Elle regarde les feuilles d'une forêt dans

la tasse de café. La forêt ensorcelée

l'attire, elle lui dévoile des sentiers

dans ses profondeurs. Le frémissement des arbres

est maintenant un tissu de soie qui couvre son corps.

Elle ne sait rien sur la gloire d'être

tellement seuls de sorte que l'on veuille

tout être.

 

La main tendue vers le verre semble

indiquer une entrée. La soif a fait une brèche

dans l'invisible

 

 

Nerfs de taverne avec ange

 

Une lettre obscure, secondaire

dans le vers à peine fini

apparut devant moi

secouant ma page comme une couche de glace:

„Je veux que tu m'emmènes à la Bibliothèque,

pour que je voie les livres de poèmes...”

 

Je suis allé à la Bibliothèque et j'ai mis

mes papiers avec le vers commencé sur ma table

habituelle. J'ai feuilleté des pages, je me suis

délecté les yeux de gravures et dechromolithographies,

je suis sorti fumer sur les marches, dans le vent,

j'ai bu un café et je suis rentré dans la salle.

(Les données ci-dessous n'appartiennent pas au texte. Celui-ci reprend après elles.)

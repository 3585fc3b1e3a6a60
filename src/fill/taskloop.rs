use log::trace;
use rayon::prelude::*;

use super::wavefront::{WavePlan, fill_block, fill_boundary};
use crate::{Result, ScoreMatrix, SequenceContext};

/// Wavefront fill where the blocks of each wave are handed to the pool as one bulk parallel
/// loop, reduced into the visited count. The loop returning is the barrier between waves.
pub fn fill(
    ctx: &SequenceContext,
    matrix: &mut ScoreMatrix,
    grain_size: usize,
    pool: &rayon::ThreadPool,
) -> Result<u64> {
    matrix.check_dimensions(ctx)?;
    let plan = WavePlan::new(ctx.rows(), ctx.cols(), grain_size)?;

    Ok(pool.install(|| {
        let mut visited = fill_boundary(ctx, matrix);

        let cells = matrix.shared();
        for wave in 0..plan.num_waves() {
            let wave_visited: u64 = plan
                .block_rows_on(wave)
                .into_par_iter()
                // SAFETY: blocks of one wave are disjoint and only read from earlier waves,
                // which completed before this loop started
                .map(|bi| unsafe { fill_block(ctx, cells, plan.block(wave, bi)) })
                .sum();
            trace!(
                "taskloop: wave {wave} done, {} blocks, {wave_visited} cells",
                plan.num_blocks(wave)
            );
            visited += wave_visited;
        }

        visited
    }))
}

#[cfg(test)]
mod tests {
    use super::*;
    use crate::{Error, Scoring, fill::wavefront::thread_pool};

    #[test]
    fn test_gattaca() {
        let pool = thread_pool(Some(4)).unwrap();
        let ctx = SequenceContext::new("GATTACA", "GCATGCU", &Scoring::default());

        for grain_size in [1, 2, 3, 8, 100] {
            let mut matrix = ScoreMatrix::for_context(&ctx);
            let visited = fill(&ctx, &mut matrix, grain_size, &pool).unwrap();
            assert_eq!(visited, 64);
            assert_eq!(matrix.score(), -1.0);
        }
    }

    #[test]
    fn test_rejects_zero_grain() {
        let pool = thread_pool(Some(1)).unwrap();
        let ctx = SequenceContext::new("AC", "AC", &Scoring::default());
        let mut matrix = ScoreMatrix::for_context(&ctx);

        let err = fill(&ctx, &mut matrix, 0, &pool).unwrap_err();
        assert!(matches!(err, Error::InvalidGrainSize(0)));
    }
}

Les bibliothèques sont un bordel , m'a dit

la lettre grincheuse. Les livres sont des auges misères

par où s'écoule la lavure d'un siècle vers

un autre siècle...”

Elle semblait trembler, les tripes de son minerai

de lettre obscure semblaient claquer, elle semblait

avoir froid et elle me demanda: „ Emmène-moi dans un bistrot ...”

 

J'ai demandé deux verres au bar du

coin: l'un, je l'ai posé devant moi,

l'autre sur la page avec le vers

à peine fini: „ Deux verres, c'est pour qui,

rit Annette, la serveuse, l'un, c'est pour moi ?”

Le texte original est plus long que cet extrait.